TASK OBJECTIVE
Every record below needs to be retyped exactly as it appears.

INFORMATION SHOWN
▶

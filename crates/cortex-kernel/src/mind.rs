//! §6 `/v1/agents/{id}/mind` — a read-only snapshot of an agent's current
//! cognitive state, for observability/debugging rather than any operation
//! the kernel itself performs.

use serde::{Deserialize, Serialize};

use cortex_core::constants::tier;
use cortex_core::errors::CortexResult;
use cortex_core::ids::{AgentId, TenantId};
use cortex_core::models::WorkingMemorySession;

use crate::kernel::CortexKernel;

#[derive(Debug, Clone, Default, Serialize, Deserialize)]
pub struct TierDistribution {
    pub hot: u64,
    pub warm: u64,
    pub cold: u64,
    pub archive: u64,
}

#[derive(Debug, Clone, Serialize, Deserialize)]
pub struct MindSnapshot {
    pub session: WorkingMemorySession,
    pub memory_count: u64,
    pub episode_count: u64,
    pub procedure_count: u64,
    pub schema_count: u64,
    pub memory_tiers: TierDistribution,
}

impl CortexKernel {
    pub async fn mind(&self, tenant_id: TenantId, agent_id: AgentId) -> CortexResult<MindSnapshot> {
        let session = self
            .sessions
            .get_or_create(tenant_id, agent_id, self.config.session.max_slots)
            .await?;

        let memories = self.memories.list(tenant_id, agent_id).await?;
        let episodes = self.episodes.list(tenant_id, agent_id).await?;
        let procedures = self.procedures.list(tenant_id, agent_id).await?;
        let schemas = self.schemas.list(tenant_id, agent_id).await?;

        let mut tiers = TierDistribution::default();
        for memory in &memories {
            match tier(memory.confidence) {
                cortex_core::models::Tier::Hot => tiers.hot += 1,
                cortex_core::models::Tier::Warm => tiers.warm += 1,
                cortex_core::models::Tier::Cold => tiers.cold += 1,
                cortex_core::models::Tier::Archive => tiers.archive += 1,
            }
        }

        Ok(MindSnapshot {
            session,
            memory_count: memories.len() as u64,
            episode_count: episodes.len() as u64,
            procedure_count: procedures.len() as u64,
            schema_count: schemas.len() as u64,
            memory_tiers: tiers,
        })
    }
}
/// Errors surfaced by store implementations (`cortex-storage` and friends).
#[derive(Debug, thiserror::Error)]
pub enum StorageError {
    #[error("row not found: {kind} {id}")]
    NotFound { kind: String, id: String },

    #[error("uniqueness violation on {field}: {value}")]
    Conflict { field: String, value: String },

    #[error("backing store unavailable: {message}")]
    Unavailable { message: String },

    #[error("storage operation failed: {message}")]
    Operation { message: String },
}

◀

COMPLETED TASK
filename crates/cortex-kernel/src/mind.rs
//! §6 `/v1/agents/{id}/mind` — a read-only snapshot of an agent's current
//! cognitive state, for observability/debugging rather than any operation
//! the kernel itself performs.

use serde::{Deserialize, Serialize};

use cortex_core::constants::tier;
use cortex_core::errors::CortexResult;
use cortex_core::ids::{AgentId, TenantId};
use cortex_core::models::WorkingMemorySession;

use crate::kernel::CortexKernel;

#[derive(Debug, Clone, Default, Serialize, Deserialize)]
pub struct TierDistribution {
    pub hot: u64,
    pub warm: u64,
    pub cold: u64,
    pub archive: u64,
}

#[derive(Debug, Clone, Serialize, Deserialize)]
pub struct MindSnapshot {
    pub session: WorkingMemorySession,
    pub memory_count: u64,
    pub episode_count: u64,
    pub procedure_count: u64,
    pub schema_count: u64,
    pub memory_tiers: TierDistribution,
}

impl CortexKernel {
    pub async fn mind(&self, tenant_id: TenantId, agent_id: AgentId) -> CortexResult<MindSnapshot> {
        let session = self
            .sessions
            .get_or_create(tenant_id, agent_id, self.config.session.max_slots)
            .await?;

        let memories = self.memories.list(tenant_id, agent_id).await?;
        let episodes = self.episodes.list(tenant_id, agent_id).await?;
        let procedures = self.procedures.list(tenant_id, agent_id).await?;
        let schemas = self.schemas.list(tenant_id, agent_id).await?;

        let mut tiers = TierDistribution::default();
        for memory in &memories {
            match tier(memory.confidence) {
                cortex_core::models::Tier::Hot => tiers.hot += 1,
                cortex_core::models::Tier::Warm => tiers.warm += 1,
                cortex_core::models::Tier::Cold => tiers.cold += 1,
                cortex_core::models::Tier::Archive => tiers.archive += 1,
            }
        }

        Ok(MindSnapshot {
            session,
            memory_count: memories.len() as u64,
            episode_count: episodes.len() as u64,
            procedure_count: procedures.len() as u64,
            schema_count: schemas.len() as u64,
            memory_tiers: tiers,
        })
    }
}
/// Errors surfaced by store implementations (`cortex-storage` and friends).
#[derive(Debug, thiserror::Error)]
pub enum StorageError {
    #[error("row not found: {kind} {id}")]
    NotFound { kind: String, id: String },

    #[error("uniqueness violation on {field}: {value}")]
    Conflict { field: String, value: String },

    #[error("backing store unavailable: {message}")]
    Unavailable { message: String },

    #[error("storage operation failed: {message}")]
    Operation { message: String },
}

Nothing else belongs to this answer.